@navarroadris

“El cáncer de seno acabó con mi vida sexual y mi matrimonio”, me confesó Tania, una mujer de 45 años a través de un correo electrónico. “¿Has escrito algo acerca del sexo tras pasar una enfermedad?”, agregaba. Me pareció un tema importante y oportuno, así que quedé con ella en una cafetería para conocer su historia. Resultó ser un relato duro, pero muy cercano para numerosas parejas que hoy en día atraviesan por este tipo de situación.

Tania fue directamente al punto: “Enterarte de que tienes cáncer es de por sí un palo muy fuerte y cuando, además, te quedas con pechos destruidos, sin pezones y sin fuerzas a causa de la medicación y quimioterapia, ya ni te cuento. Llega un momento en el que la libido se va por la ventana y no hay manera de tener sexo con tu pareja. No hay ni ganas ni manera de disfrazar la falta de ellas. Cuando me despertaba pensaba para mí ‘esta noche sí’, pero conforme pasaba el día me iba echando atrás y al final buscaba excusas, como limpiar la cocina o adelantar trabajo en la computadora. Escuchar a mi esposo preguntar “¿no vienes a la cama?”, me ponía nerviosa y las veces que me tocaba, era todo un sufrimiento”.
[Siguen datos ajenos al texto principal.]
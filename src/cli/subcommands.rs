use clap::Subcommand;
use serde::{Deserialize, Serialize};

/// Authorized chat subcommands
#[derive(Subcommand, Debug, Clone, Serialize, Deserialize, PartialEq, Eq)]
pub enum AuthCommands {
    /// List chats allowed to issue commands
    List,
    /// Revoke a chat's access
    Revoke {
        /// Telegram chat id (group ids are negative)
        #[arg(allow_negative_numbers = true)]
        chat_id: i64,
    },
}

/// Autorun schedule subcommands
#[derive(Subcommand, Debug, Clone, Serialize, Deserialize, PartialEq, Eq)]
pub enum AutorunCommands {
    /// Show the persisted schedule and last run
    Status,
}

/// Service credential subcommands
#[derive(Subcommand, Debug, Clone, Serialize, Deserialize, PartialEq, Eq)]
pub enum CredentialsCommands {
    /// Merge a JSON document of `{section: {key: value}}` into the store
    Merge {
        /// JSON payload, e.g. '{"n8n": {"webhook_start": "https://..."}}'
        json: String,
    },
    /// Print stored credentials with secrets masked
    Show,
}
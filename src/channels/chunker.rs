/// Split `text` into pieces of at most `max_chars` characters, breaking after
/// a newline where possible and mid-line only when a single line is too long.
#[must_use]
pub fn chunk_message(text: &str, max_chars: usize) -> Vec<String> {
    if text.is_empty() || max_chars == 0 {
        return Vec::new();
    }

    let mut chunks = Vec::new();
    let mut current = String::new();
    let mut current_len = 0;

    for line in text.split_inclusive('\n') {
        let line_len = line.chars().count();
        if current_len + line_len <= max_chars {
            current.push_str(line);
            current_len += line_len;
            continue;
        }

        if !current.is_empty() {
            chunks.push(std::mem::take(&mut current));
            current_len = 0;
        }

        if line_len <= max_chars {
            current.push_str(line);
            current_len = line_len;
            continue;
        }

        for ch in line.chars() {
            if current_len == max_chars {
                chunks.push(std::mem::take(&mut current));
                current_len = 0;
            }
            current.push(ch);
            current_len += 1;
        }
    }

    if !current.is_empty() {
        chunks.push(current);
    }
    chunks
}

#[cfg(test)]
mod tests {
    use super::chunk_message;

    #[test]
    fn empty_message_has_no_chunks() {
        assert!(chunk_message("", 10).is_empty());
    }

    #[test]
    fn short_message_is_one_chunk() {
        assert_eq!(chunk_message("hello", 10), vec!["hello"]);
    }

    #[test]
    fn breaks_on_line_boundaries() {
        let text = "line one\nline two\nline three";
        let chunks = chunk_message(text, 18);
        assert_eq!(chunks, vec!["line one\nline two\n", "line three"]);
    }

    #[test]
    fn long_line_is_hard_split_by_characters() {
        let text = "ключ".repeat(10);
        let chunks = chunk_message(&text, 7);
        assert!(chunks.iter().all(|c| c.chars().count() <= 7));
        assert_eq!(chunks.concat(), text);
    }

    #[test]
    fn health_report_sized_text_fits_telegram_limit() {
        let text = "service: FAIL (http 500: boom)\n".repeat(300);
        let chunks = chunk_message(&text, 4096);
        assert!(chunks.len() > 1);
        assert!(chunks.iter().all(|c| c.chars().count() <= 4096));
        assert_eq!(chunks.concat(), text);
    }
}
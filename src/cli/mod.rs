use clap::{Parser, Subcommand};
use std::path::PathBuf;

mod subcommands;

pub use subcommands::{AuthCommands, AutorunCommands, CredentialsCommands};

/// `pipeline-pilot` - chat-driven control plane for a webhook automation pipeline.
#[derive(Parser, Debug)]
#[command(name = "pipeline-pilot")]
#[command(version)]
#[command(about = "Operate a remote automation pipeline from a Telegram chat.", long_about = None)]
pub struct Cli {
    /// Config file (defaults to ~/.pipeline-pilot/config.toml)
    #[arg(long, global = true, value_name = "PATH")]
    pub config: Option<PathBuf>,

    #[command(subcommand)]
    pub command: Commands,
}

#[derive(Subcommand, Debug)]
pub enum Commands {
    /// Run the bot: Telegram long-poll, command dispatch and the autorun scheduler
    Run,

    /// Show configuration paths and component state
    Status,

    /// Probe every connected service once
    Health {
        /// Print the report as JSON
        #[arg(long)]
        json: bool,
    },

    /// Manage authorized chats
    Auth {
        #[command(subcommand)]
        auth_command: AuthCommands,
    },

    /// Inspect the autorun schedule
    Autorun {
        #[command(subcommand)]
        autorun_command: AutorunCommands,
    },

    /// Manage service credentials
    Credentials {
        #[command(subcommand)]
        credentials_command: CredentialsCommands,
    },
}

#[cfg(test)]
mod tests {
    use super::*;
    use clap::CommandFactory;

    #[test]
    fn cli_definition_has_no_flag_conflicts() {
        Cli::command().debug_assert();
    }

    #[test]
    fn parse_health_json_with_global_config() {
        let cli = Cli::parse_from(["pipeline-pilot", "health", "--json", "--config", "/tmp/p.toml"]);
        assert_eq!(cli.config.as_deref(), Some(std::path::Path::new("/tmp/p.toml")));
        match cli.command {
            Commands::Health { json } => assert!(json),
            other => panic!("expected health command, got {other:?}"),
        }
    }

    #[test]
    fn parse_auth_revoke_accepts_group_ids() {
        let cli = Cli::parse_from(["pipeline-pilot", "auth", "revoke", "-100200"]);
        match cli.command {
            Commands::Auth {
                auth_command: AuthCommands::Revoke { chat_id },
            } => assert_eq!(chat_id, -100_200),
            other => panic!("expected auth revoke, got {other:?}"),
        }
    }

    #[test]
    fn parse_credentials_merge_payload() {
        let cli = Cli::parse_from([
            "pipeline-pilot",
            "credentials",
            "merge",
            r#"{"gemini": {"api_key": "k"}}"#,
        ]);
        match cli.command {
            Commands::Credentials {
                credentials_command: CredentialsCommands::Merge { json },
            } => assert!(json.contains("gemini")),
            other => panic!("expected credentials merge, got {other:?}"),
        }
    }
}
pub mod authorization;

pub use authorization::AuthorizationGate;
use super::traits::{Channel, ChannelMessage};
use crate::health::components;
use std::sync::Arc;
use std::time::Duration;

pub const INITIAL_BACKOFF_SECS: u64 = 2;
pub const MAX_BACKOFF_SECS: u64 = 60;

/// Keep `ch.listen` running until the receiving side of `tx` goes away,
/// restarting it with exponential backoff. Component health is tracked under
/// `channel:<name>`.
pub fn spawn_supervised_listener(
    ch: Arc<dyn Channel>,
    tx: tokio::sync::mpsc::Sender<ChannelMessage>,
    initial_backoff_secs: u64,
    max_backoff_secs: u64,
) -> tokio::task::JoinHandle<()> {
    tokio::spawn(async move {
        let component = format!("channel:{}", ch.name());
        let mut backoff = initial_backoff_secs.max(1);
        let max_backoff = max_backoff_secs.max(backoff);

        loop {
            tracing::debug!(component, "channel listener starting");
            components::mark_ok(&component);
            let result = ch.listen(tx.clone()).await;

            if tx.is_closed() {
                components::mark_stopped(&component);
                break;
            }

            match result {
                Ok(()) => {
                    tracing::warn!(channel = ch.name(), "listener exited unexpectedly; restarting");
                    components::mark_error(&component, "listener exited unexpectedly");
                    backoff = initial_backoff_secs.max(1);
                }
                Err(e) => {
                    tracing::error!(channel = ch.name(), error = %e, "listener failed; restarting");
                    components::mark_error(&component, &e);
                }
            }
            components::bump_restart(&component);

            tokio::time::sleep(Duration::from_secs(backoff)).await;
            // First failure waits the initial backoff.
            backoff = backoff.saturating_mul(2).min(max_backoff);
        }
    })
}

#[cfg(test)]
mod tests {
    use super::*;
    use async_trait::async_trait;
    use std::sync::atomic::{AtomicUsize, Ordering};

    struct AlwaysFailChannel {
        name: &'static str,
        calls: Arc<AtomicUsize>,
    }

    #[async_trait]
    impl Channel for AlwaysFailChannel {
        fn name(&self) -> &str {
            self.name
        }

        async fn send(&self, _message: &str, _recipient: &str) -> anyhow::Result<()> {
            Ok(())
        }

        async fn listen(&self, _tx: tokio::sync::mpsc::Sender<ChannelMessage>) -> anyhow::Result<()> {
            self.calls.fetch_add(1, Ordering::SeqCst);
            anyhow::bail!("listen boom")
        }
    }

    #[tokio::test(start_paused = true)]
    async fn supervised_listener_restarts_on_failures() {
        let calls = Arc::new(AtomicUsize::new(0));
        let channel: Arc<dyn Channel> = Arc::new(AlwaysFailChannel {
            name: "test-supervised-fail",
            calls: Arc::clone(&calls),
        });

        let (tx, rx) = tokio::sync::mpsc::channel::<ChannelMessage>(1);
        let handle = spawn_supervised_listener(channel, tx, 1, 4);

        // Backoff 1s, 2s, 4s: four attempts by t = 7.5s.
        tokio::time::sleep(Duration::from_millis(7_500)).await;
        drop(rx);
        handle.abort();
        let _ = handle.await;

        assert_eq!(calls.load(Ordering::SeqCst), 4);
        let snapshot = components::snapshot();
        let state = &snapshot.components["channel:test-supervised-fail"];
        assert_eq!(state.status, components::ComponentStatus::Error);
        assert!(state.restart_count >= 3);
        assert_eq!(state.last_error.as_deref(), Some("listen boom"));
    }
}
use crate::config::{Config, OverrideSource, ProcessEnv};
use crate::health::HealthAggregator;
use crate::integrations::{SheetsClient, SheetsNoteSink};
use crate::persistence::{CredentialStore, StateStore};
use crate::pipeline::TriggerClient;
use crate::security::AuthorizationGate;
use anyhow::{Context, Result};
use std::sync::Arc;
use std::time::Duration;

/// The three data documents plus the shared HTTP client, opened once per
/// process.
pub struct AppContext {
    pub client: reqwest::Client,
    pub overrides: Arc<dyn OverrideSource>,
    pub credentials: Arc<CredentialStore>,
    pub state: Arc<StateStore>,
    pub gate: Arc<AuthorizationGate>,
}

impl AppContext {
    pub fn open(config: &Config) -> Result<Self> {
        Self::open_with(config, Arc::new(ProcessEnv))
    }

    pub fn open_with(config: &Config, overrides: Arc<dyn OverrideSource>) -> Result<Self> {
        let credentials = Arc::new(CredentialStore::load(config.credentials_path()));
        let state = StateStore::load(config.runtime_state_path())
            .context("Failed to open the scheduler state document")?;
        let gate = AuthorizationGate::load(
            config.auth_state_path(),
            &config.auth.passphrase,
            &config.auth.initial_whitelist,
        )
        .context("Failed to open the authorization document")?;

        Ok(Self {
            client: reqwest::Client::new(),
            overrides,
            credentials,
            state: Arc::new(state),
            gate: Arc::new(gate),
        })
    }

    pub fn trigger_client(&self, config: &Config) -> TriggerClient {
        TriggerClient::new(
            self.client.clone(),
            Arc::clone(&self.credentials),
            Arc::clone(&self.overrides),
            Duration::from_secs(config.http.trigger_timeout_secs),
        )
    }

    pub fn health_aggregator(&self, config: &Config) -> HealthAggregator {
        HealthAggregator::new(
            self.client.clone(),
            Arc::clone(&self.credentials),
            Arc::clone(&self.overrides),
            &config.health,
            Duration::from_secs(config.http.probe_timeout_secs),
        )
    }

    pub fn note_sink(&self, config: &Config) -> SheetsNoteSink {
        SheetsNoteSink::new(
            SheetsClient::new(
                self.client.clone(),
                Duration::from_secs(config.http.probe_timeout_secs),
            ),
            Arc::clone(&self.credentials),
            Arc::clone(&self.overrides),
        )
    }
}
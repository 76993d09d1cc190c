pub mod dispatcher;
pub mod parser;
pub mod types;


pub use dispatcher::{ACCESS_DENIED, Dispatcher, validate_http_url};
pub use parser::parse_command;
pub use types::{Command, Reply};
Al decir sufrimiento, Tania hacía referencia al dolor que le ocasionaba el acto sexual como tal al no estar bien lubricada. Debido a su enfermedad, tuvieron que vaciarla y adelantarle la menopausia, lo cual le ocasionó --al igual que a tantísimas mujeres en su misma situación-- malestar y resequedad vaginal. Sin contar que la medicación tan fuerte que reciben los enfermos de cáncer los deja sin fuerzas y en gran parte de los casos sin apetencia sexual.

El marido de Tania no supo manejar bien la situación y en lugar de apoyarla se alejó de ella. “En esos momentos lo único en que pensaba eran mis hijos y seguir viva para ellos, así que me daba igual las necesidades sexuales de mi marido. Con tal de que no me exigiera, como si se buscaba a otra”, admitía con resignación. Con el tiempo se divorciaron y ahora reconoce ser más feliz. “Si no estuvo en aquel momento, ¿para qué lo quiero a mi lado?”.

Ya superado el cáncer de mama, Tania se esfuerza por levantar su autoestima y encontrar un buen hombre que la quiera tal cual, aunque admite que la falta de pezones y las cicatrices en su cuerpo no se lo ponen nada fácil. No tiene humor de pasar por más cirugías, así que una de sus alternativas es tatuarse los pezones, una opción muy recurrida últimamente por mujeres que atraviesan este tipo de cáncer. Mientras tanto sonríe a la vida y se muestra como lo que es: una gran guerrera que venció la batalla más dura de su vida. Si pudo con esto, podrá con lo demás.

Pero centrarnos solo en el aspecto sexual de las mujeres, cuando se habla de esta enfermedad, sería injusto. Muchos hombres, especialmente lo que atraviesan el trago amargo de un cáncer de próstata, pasan por situaciones muy parecidas en cuanto a la pérdida o disminución de su sexualidad.

La cirugía para tratar este tipo de cáncer es clave para erradicarlo, pero puede generar disfunción eréctil e incontinencia urinaria como efectos secundarios. A pesar de que las intervenciones robóticas, mínimamente invasivas, han disminuido considerablemente estos riesgos, el miedo está ahí. En mi labor de reportera en el área de salud, me ha tocado realizar numerosos reportajes al respecto y hablar con hombres que por desgracia quedaron impotentes tras pasar un cáncer de próstata. Tanto ellos como sus parejas agradecen poder contarlo, pero reconocen el duro golpe que sufrió su vida sexual.

“Quedarte impotente a los 50 años no se puede describir con palabras, te afecta la autoestima y la virilidad, pero entre mi esposa y yo buscamos soluciones. Seguí varios tratamientos, pero tenían efectos colaterales, así que al final recurrí a una prótesis de pene o lo que es lo mismo, la famosa bombita”, me confesó Yosmani junto a su esposa. Y parece que resultó, pues ambos declaran sentirse satisfechos.

No podemos olvidar que este tipo de desgracias sean las que ponen a prueba la fortaleza de la relación. Está demostrado que aquellas parejas que se llevan bien, las afrontan con mayor entereza y esperanza, lo que favorece la recuperación del paciente. En contraste, las parejas mal avenidas, ante escenarios como estos, terminan en muchos casos diciendo adiós.